Living in Jane Austen’s World
It is a truth universally acknowledged, that a single bird in possession of a good territory, must be in want of a mate. With a bit of tweaking, Jane Austen’s opening sentence in Pride and Prejudice describes many birds, but her depiction of English society in the eighteenth century most closely mirrors the life of the Black-capped Chickadee.
Chickadees lead lives more provincial than did Austen herself, staying within their neighborhood and associating with a small circle of acquaintances season after season, year after year. To the undiscerning eye their existence may appear to be nothing more than “a quick succession of busy nothings,” but like Austen readers, observant birders notice individuals and their relationships and dramas within any chickadee flock.
As in Austen’s world, chickadee flocks have a strict, stable social hierarchy.

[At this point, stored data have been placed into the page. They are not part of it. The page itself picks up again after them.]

use anyhow::{Context, Result};
use clap::Parser;
use std::path::PathBuf;
use std::sync::Arc;

use journal_feed::cache::{FeedCache, FeedSnapshot};
use journal_feed::config::Config;
use journal_feed::feed::{build_http_client, fetch_multiple, CanonicalPost, FeedFetcher};

#[derive(Parser, Debug)]
#[command(
    name = "journal-feed",
    version,
    about = "Fetch, sanitize and print blog posts from RSS feeds"
)]
struct Args {
    /// Config file (TOML). Missing file means defaults.
    #[arg(long, value_name = "FILE", default_value = "journal-feed.toml")]
    config: PathBuf,

    /// Feed URL to load; repeat for several. Overrides configured feeds.
    #[arg(long = "feed", value_name = "URL")]
    feeds: Vec<String>,

    /// Maximum number of posts to print
    #[arg(long, value_name = "N")]
    limit: Option<usize>,

    /// Print posts as JSON instead of text
    #[arg(long)]
    json: bool,
}

#[tokio::main]
async fn main() -> Result<()> {
    // Initialize tracing for debug logging
    tracing_subscriber::fmt()
        .with_env_filter(tracing_subscriber::EnvFilter::from_default_env())
        .with_writer(std::io::stderr)
        .init();

    let args = Args::parse();

    let mut config = Config::load(&args.config)
        .with_context(|| format!("Failed to load config from {}", args.config.display()))?;
    if !args.feeds.is_empty() {
        config.feeds = args.feeds.clone();
    }
    if config.feeds.is_empty() {
        anyhow::bail!("No feeds configured: pass --feed <URL> or set `feeds` in the config file");
    }
    tracing::debug!(config = ?config, "Effective configuration");

    let settings = config.fetch_settings();
    let client = build_http_client(settings.timeout).context("Failed to build HTTP client")?;
    let strategies = config
        .build_strategies()
        .context("Invalid strategy configuration")?;
    let fetcher = FeedFetcher::new(client, strategies, settings);

    if let [feed_url] = config.feeds.as_slice() {
        let cache = FeedCache::new(Arc::new(fetcher), config.cache_settings());
        let snapshot = cache.posts(feed_url, args.limit).await;
        report_snapshot(&snapshot);
        print_posts(&snapshot.posts, args.json)?;
        return Ok(());
    }

    let merged = fetch_multiple(&fetcher, &config.feeds)
        .await
        .context("Every configured feed failed")?;
    for failed in merged.failed_feeds() {
        eprintln!(
            "warning: {} failed: {}",
            failed.feed_url,
            failed.error.as_deref().unwrap_or("unknown error")
        );
    }

    let limit = args.limit.unwrap_or(usize::MAX);
    let posts: Vec<CanonicalPost> = merged.posts.into_iter().take(limit).collect();
    print_posts(&posts, args.json)
}

fn report_snapshot(snapshot: &FeedSnapshot) {
    if snapshot.using_live_feed {
        return;
    }
    eprintln!(
        "warning: {} is unavailable ({}); showing bundled posts",
        snapshot.feed_url,
        snapshot.error.as_deref().unwrap_or("no data")
    );
}

fn print_posts(posts: &[CanonicalPost], json: bool) -> Result<()> {
    if json {
        let out = serde_json::to_string_pretty(posts).context("Failed to serialize posts")?;
        println!("{out}");
        return Ok(());
    }

    for post in posts {
        println!("{}", post.title);
        println!(
            "  {} · {} · {} min read",
            post.published_at,
            post.author,
            post.read_time_minutes()
        );
        if !post.tags().is_empty() {
            println!("  [{}]", post.tags().join(", "));
        }
        if !post.link.is_empty() {
            println!("  {}", post.link);
        }
        println!("  {}", post.excerpt);
        println!();
    }
    Ok(())
}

Chickadees become “marriageable” the spring after their first winter.
As in Austen’s world, chickadee flocks have a strict, stable social hierarchy. Chickadees become “marriageable” the spring after their first winter. Those young chickadees start out at the bottom of the social ladder, rising in rank as they get older. Pairs are composed of birds of equal social standing. Elizabeth Bennet could have been a chickadee when she noted about Darcy, “He is a gentleman; I am a gentleman’s daughter; so far we are equal.”
Female chickadees can’t help but look over the neighborhood males, finding the best singers especially attractive. Like Austen characters, a chickadee’s “imagination is very rapid; it jumps from admiration to love, from love to matrimony in a moment,” but no English heroine would accept mashed-up insects from a lovestruck male. In both worlds, settling love relationships involves drama, but once mate choices are worked out, the dénouement is short and sweet, the consummation private. Some infidelity has always occurred; as Mrs. Bennet might have noted, “I assure you there is quite as much of that going on with chickadees as with people.” Yet in both cases, lasting bonds endure year after year.
Chickadee romance surges every spring and ebbs every summer. A pair may not seem like a unit in fall and early winter, but one sunny January morning, the male starts singing anew, and his mate listens afresh. He may ask her, like Darcy, “If your feelings are still what they were last April, tell me so at once. My affections and wishes are unchanged.” And just like the previous April, and the April before that, their feelings will not be repressed. Chickadees probably cannot fix on which hour, or glance, or words laid the foundation, but for yet another season, they settle into domestic felicity.
It worked in Jane Austen’s world, and it works for chickadees today.
At Last My Love Has Come Along
Complicated relationship dramas are limited to young chickadees and older chickadees who lost their mate since the previous year. Unlike Colonel Brandon in Sense and Sensibility, an unattached older chickadee would more likely court Marianne Dashwood’s widowed mother than the beautiful young girl herself.